_TASK REQUIREMENTS_
From the listing, collect all lines containing the word "type".

_INFORMATION SHOWN_
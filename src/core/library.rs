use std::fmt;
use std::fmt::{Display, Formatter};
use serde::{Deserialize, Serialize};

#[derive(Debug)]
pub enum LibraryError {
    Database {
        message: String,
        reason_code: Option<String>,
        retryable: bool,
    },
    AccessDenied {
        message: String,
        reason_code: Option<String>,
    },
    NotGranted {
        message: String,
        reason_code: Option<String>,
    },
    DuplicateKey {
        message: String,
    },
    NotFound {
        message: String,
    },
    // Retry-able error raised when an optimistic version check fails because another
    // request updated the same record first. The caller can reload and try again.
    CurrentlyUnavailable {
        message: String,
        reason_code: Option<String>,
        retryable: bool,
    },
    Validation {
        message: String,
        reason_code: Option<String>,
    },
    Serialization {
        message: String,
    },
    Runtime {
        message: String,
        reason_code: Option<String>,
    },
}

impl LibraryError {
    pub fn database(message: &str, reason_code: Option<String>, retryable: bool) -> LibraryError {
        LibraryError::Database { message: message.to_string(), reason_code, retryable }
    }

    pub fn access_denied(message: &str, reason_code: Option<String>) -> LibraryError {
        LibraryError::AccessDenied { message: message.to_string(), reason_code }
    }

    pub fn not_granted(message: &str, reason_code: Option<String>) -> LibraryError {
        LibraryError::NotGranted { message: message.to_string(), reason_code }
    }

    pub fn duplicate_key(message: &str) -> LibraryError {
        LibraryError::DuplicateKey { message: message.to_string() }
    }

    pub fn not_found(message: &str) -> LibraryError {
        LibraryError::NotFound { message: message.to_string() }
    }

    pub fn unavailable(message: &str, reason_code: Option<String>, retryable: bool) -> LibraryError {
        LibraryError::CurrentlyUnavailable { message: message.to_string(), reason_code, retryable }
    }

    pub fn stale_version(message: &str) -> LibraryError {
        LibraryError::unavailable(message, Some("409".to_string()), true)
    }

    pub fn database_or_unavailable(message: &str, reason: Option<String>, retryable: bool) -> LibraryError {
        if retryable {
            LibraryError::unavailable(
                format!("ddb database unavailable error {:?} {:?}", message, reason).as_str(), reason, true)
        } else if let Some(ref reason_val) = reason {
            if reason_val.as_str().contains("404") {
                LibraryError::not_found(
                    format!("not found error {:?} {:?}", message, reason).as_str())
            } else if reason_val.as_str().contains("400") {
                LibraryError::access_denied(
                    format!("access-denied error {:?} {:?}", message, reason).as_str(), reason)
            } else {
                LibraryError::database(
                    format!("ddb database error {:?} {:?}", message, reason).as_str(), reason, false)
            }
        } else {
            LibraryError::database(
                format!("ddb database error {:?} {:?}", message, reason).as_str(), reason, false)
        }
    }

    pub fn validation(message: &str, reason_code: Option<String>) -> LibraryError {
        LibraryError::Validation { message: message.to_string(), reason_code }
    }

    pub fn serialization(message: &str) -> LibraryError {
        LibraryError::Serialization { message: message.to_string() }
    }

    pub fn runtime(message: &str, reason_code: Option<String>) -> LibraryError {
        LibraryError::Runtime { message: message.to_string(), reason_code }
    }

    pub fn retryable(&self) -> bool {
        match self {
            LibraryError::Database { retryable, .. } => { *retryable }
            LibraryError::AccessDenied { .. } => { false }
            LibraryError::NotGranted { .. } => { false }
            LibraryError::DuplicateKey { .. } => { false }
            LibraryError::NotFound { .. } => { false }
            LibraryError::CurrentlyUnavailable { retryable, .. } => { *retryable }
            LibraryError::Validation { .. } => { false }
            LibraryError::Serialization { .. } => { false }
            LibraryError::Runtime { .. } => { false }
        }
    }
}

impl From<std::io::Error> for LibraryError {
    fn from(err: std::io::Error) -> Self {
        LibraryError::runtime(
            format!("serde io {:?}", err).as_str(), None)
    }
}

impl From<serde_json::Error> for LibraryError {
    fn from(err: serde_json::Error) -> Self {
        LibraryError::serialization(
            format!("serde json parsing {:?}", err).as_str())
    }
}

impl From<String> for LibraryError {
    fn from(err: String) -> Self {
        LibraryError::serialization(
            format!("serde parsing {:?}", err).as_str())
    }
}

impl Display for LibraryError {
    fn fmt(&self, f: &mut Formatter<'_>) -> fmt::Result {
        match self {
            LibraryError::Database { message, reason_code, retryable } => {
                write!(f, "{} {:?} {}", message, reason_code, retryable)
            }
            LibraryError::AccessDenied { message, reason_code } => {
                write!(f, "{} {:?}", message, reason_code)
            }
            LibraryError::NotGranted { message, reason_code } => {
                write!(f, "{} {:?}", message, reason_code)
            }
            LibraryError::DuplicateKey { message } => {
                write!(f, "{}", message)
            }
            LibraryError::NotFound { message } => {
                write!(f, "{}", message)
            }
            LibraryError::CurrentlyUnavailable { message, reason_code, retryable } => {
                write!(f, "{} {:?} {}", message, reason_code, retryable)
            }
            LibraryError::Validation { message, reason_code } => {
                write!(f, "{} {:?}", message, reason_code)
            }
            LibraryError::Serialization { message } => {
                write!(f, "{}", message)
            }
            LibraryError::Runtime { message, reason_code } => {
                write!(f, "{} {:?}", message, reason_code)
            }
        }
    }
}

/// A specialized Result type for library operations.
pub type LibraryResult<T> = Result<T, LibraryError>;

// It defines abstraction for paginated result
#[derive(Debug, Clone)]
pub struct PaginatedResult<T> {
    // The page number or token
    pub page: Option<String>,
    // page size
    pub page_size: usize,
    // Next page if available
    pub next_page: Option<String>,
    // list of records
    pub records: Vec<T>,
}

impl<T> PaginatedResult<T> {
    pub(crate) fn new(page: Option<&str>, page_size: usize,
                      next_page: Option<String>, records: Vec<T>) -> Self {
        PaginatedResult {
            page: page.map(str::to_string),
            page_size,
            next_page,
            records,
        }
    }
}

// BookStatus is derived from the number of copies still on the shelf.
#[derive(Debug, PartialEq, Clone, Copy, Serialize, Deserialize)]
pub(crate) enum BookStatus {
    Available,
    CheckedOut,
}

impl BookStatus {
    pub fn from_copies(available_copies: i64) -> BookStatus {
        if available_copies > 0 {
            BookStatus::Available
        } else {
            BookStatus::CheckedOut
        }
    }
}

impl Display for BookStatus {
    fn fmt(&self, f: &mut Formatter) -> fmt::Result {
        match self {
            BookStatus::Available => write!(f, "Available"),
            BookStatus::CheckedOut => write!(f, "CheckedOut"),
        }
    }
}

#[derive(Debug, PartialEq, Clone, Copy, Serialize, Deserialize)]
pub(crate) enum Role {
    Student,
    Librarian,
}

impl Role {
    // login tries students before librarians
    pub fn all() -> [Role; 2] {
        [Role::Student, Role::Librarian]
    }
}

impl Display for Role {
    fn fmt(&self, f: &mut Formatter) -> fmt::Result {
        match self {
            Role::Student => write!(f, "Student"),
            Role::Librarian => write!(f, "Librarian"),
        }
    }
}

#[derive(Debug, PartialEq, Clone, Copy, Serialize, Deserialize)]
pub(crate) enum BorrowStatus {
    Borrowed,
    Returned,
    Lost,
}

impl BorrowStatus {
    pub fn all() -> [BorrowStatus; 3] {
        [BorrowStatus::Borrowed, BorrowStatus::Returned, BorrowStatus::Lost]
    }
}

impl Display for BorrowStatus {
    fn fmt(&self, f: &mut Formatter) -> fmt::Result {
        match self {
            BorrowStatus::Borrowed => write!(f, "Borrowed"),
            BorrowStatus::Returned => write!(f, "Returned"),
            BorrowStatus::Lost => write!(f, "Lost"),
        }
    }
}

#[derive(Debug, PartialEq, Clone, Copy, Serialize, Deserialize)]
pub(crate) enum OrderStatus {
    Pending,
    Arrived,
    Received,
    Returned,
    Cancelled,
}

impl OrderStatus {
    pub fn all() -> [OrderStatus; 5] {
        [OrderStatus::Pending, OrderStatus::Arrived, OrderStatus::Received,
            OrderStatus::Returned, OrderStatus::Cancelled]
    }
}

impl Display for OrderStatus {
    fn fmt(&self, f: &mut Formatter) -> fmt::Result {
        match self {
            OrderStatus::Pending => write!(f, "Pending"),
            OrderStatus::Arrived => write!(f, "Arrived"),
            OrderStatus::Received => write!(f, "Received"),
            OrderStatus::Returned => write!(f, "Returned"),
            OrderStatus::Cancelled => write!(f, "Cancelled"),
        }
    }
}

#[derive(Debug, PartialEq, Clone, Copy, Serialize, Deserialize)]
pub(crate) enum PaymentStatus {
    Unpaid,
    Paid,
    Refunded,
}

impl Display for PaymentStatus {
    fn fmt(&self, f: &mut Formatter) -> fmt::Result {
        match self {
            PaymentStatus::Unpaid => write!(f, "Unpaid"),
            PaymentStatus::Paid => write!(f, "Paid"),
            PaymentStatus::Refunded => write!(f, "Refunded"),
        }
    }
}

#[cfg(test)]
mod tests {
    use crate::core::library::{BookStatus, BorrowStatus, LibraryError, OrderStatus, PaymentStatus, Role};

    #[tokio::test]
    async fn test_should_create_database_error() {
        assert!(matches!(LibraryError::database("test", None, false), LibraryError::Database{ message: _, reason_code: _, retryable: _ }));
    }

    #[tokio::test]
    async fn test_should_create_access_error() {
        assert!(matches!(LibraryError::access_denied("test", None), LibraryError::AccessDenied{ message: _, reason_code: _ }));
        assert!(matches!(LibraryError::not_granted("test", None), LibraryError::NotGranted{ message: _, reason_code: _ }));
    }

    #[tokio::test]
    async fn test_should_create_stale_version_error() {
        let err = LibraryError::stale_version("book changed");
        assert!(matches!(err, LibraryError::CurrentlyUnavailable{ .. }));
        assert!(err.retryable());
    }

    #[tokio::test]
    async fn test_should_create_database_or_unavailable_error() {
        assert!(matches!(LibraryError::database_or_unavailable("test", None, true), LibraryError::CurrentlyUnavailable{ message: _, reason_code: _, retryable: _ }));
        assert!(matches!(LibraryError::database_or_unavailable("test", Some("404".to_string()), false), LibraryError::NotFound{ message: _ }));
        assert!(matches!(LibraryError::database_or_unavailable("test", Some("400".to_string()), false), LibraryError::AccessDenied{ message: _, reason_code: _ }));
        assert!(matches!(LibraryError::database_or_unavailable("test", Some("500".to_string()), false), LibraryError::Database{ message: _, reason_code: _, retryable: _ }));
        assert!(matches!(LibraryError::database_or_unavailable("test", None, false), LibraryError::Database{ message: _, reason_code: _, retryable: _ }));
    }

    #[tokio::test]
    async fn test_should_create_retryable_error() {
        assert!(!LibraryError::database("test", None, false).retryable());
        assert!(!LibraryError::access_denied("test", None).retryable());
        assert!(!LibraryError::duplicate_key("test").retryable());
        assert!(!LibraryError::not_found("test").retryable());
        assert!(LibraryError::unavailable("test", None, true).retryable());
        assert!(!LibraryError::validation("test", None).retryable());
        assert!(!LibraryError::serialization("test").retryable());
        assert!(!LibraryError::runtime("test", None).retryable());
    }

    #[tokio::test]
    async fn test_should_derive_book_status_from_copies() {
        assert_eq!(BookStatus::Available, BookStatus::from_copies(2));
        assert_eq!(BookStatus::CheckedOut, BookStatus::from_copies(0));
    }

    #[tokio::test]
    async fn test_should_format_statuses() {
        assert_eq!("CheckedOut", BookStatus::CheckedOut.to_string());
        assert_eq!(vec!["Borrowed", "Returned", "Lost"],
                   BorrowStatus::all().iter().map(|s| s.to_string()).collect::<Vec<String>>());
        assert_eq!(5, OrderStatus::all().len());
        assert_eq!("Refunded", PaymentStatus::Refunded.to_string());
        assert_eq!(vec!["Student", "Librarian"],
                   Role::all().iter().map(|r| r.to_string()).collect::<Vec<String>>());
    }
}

_SOLUTION_
/// A specialized Result type for library operations.
pub type LibraryResult<T> = Result<T, LibraryError>;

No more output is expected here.